▶ Extracted records
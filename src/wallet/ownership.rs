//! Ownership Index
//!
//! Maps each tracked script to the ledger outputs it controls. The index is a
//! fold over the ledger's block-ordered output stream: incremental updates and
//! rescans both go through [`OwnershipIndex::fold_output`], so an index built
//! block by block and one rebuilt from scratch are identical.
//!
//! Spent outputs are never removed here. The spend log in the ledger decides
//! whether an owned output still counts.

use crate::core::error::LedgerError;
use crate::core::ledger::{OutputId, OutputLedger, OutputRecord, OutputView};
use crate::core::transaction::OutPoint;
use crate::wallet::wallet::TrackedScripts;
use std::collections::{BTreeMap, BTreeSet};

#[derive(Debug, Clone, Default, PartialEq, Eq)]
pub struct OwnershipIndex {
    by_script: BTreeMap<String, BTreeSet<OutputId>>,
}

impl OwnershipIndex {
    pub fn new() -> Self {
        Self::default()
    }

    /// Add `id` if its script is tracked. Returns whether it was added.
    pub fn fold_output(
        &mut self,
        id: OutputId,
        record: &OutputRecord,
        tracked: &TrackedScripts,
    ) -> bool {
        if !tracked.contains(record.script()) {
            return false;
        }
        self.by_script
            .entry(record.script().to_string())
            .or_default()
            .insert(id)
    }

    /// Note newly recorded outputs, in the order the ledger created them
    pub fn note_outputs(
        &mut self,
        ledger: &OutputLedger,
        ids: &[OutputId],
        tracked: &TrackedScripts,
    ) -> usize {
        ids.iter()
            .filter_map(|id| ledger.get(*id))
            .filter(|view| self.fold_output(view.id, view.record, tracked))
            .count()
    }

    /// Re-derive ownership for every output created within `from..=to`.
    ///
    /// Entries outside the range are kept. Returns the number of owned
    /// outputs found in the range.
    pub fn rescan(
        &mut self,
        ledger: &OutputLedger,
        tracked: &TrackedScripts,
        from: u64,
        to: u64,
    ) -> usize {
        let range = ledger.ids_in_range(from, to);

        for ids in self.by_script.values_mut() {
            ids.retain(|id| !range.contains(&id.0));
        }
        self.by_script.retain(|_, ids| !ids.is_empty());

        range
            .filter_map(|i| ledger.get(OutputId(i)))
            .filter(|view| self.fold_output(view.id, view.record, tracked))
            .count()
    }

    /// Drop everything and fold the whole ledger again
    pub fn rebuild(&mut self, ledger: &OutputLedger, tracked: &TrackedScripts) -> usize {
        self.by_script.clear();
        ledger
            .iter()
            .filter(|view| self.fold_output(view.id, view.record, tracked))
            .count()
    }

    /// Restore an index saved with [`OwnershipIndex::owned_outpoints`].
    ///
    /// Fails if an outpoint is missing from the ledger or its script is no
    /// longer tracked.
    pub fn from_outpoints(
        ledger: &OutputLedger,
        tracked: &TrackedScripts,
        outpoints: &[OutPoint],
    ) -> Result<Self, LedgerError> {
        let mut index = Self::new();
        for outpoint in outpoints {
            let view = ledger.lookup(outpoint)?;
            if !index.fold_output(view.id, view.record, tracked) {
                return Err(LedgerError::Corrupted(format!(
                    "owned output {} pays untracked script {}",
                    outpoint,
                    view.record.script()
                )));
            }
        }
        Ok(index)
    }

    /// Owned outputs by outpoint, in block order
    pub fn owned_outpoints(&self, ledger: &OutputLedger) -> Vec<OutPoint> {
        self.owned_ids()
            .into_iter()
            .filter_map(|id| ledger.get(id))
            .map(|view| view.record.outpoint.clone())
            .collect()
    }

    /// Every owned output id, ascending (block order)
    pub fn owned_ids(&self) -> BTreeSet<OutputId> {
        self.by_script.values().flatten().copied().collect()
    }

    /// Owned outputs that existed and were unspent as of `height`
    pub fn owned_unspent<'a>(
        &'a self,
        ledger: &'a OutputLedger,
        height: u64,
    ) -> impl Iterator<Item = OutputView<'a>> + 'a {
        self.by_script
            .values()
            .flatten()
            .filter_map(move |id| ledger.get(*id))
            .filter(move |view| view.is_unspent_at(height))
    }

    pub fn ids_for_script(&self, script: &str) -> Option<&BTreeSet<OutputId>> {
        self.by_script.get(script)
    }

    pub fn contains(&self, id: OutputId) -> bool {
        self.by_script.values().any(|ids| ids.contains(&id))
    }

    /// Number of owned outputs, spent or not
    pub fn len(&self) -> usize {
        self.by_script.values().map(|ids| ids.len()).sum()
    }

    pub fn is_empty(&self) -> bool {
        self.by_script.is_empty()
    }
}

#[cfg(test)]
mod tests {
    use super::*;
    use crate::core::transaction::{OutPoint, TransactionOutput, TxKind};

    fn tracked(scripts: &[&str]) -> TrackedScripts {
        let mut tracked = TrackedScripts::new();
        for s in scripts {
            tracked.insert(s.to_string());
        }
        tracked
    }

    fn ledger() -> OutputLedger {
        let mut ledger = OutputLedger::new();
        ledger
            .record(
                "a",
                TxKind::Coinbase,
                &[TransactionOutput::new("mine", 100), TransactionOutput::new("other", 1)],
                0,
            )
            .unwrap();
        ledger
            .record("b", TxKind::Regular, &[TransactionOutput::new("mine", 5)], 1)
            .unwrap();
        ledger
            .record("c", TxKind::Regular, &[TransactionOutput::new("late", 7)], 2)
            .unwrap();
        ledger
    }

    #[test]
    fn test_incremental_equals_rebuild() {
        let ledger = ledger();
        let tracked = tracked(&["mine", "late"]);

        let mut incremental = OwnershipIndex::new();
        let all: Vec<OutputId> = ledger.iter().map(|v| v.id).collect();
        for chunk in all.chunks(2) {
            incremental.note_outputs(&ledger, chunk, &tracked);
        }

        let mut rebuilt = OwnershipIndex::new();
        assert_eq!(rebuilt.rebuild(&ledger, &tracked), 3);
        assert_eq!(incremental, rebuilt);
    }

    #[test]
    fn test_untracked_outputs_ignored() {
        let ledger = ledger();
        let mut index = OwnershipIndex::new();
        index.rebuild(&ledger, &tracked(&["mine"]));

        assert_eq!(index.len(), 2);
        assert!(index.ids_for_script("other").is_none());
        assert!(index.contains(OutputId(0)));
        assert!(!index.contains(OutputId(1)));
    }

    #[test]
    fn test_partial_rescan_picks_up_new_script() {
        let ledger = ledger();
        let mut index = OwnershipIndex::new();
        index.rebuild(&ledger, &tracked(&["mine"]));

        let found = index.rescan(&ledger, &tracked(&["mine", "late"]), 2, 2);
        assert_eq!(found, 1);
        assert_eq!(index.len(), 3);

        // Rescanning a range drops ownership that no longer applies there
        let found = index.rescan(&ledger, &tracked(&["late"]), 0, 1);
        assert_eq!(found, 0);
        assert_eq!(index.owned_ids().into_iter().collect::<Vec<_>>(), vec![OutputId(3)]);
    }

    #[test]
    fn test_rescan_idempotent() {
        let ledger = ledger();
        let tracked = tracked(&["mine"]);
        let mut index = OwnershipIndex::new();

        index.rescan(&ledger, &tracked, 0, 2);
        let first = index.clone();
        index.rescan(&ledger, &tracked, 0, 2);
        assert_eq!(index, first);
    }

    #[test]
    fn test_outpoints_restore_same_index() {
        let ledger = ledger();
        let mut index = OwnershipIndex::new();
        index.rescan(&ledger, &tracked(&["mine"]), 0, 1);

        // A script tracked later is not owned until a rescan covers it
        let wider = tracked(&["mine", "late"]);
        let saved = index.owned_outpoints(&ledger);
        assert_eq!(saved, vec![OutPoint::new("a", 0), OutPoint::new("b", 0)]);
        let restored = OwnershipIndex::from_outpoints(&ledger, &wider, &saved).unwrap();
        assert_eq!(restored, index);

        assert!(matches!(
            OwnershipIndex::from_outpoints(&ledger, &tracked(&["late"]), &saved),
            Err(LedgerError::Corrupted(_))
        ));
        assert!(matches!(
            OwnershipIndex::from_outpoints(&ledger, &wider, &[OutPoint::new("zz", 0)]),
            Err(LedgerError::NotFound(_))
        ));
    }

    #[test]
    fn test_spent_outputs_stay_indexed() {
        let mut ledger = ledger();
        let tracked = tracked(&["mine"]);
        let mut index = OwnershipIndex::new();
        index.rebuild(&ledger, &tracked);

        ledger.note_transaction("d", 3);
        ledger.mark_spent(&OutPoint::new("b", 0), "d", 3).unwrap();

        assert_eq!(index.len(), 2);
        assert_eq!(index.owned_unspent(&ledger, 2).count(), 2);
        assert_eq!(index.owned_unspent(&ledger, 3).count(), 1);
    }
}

▶ Activity
Lines in the records that hold "rebuilt" should be tallied, with the total given on its own.

▶ Answer box
4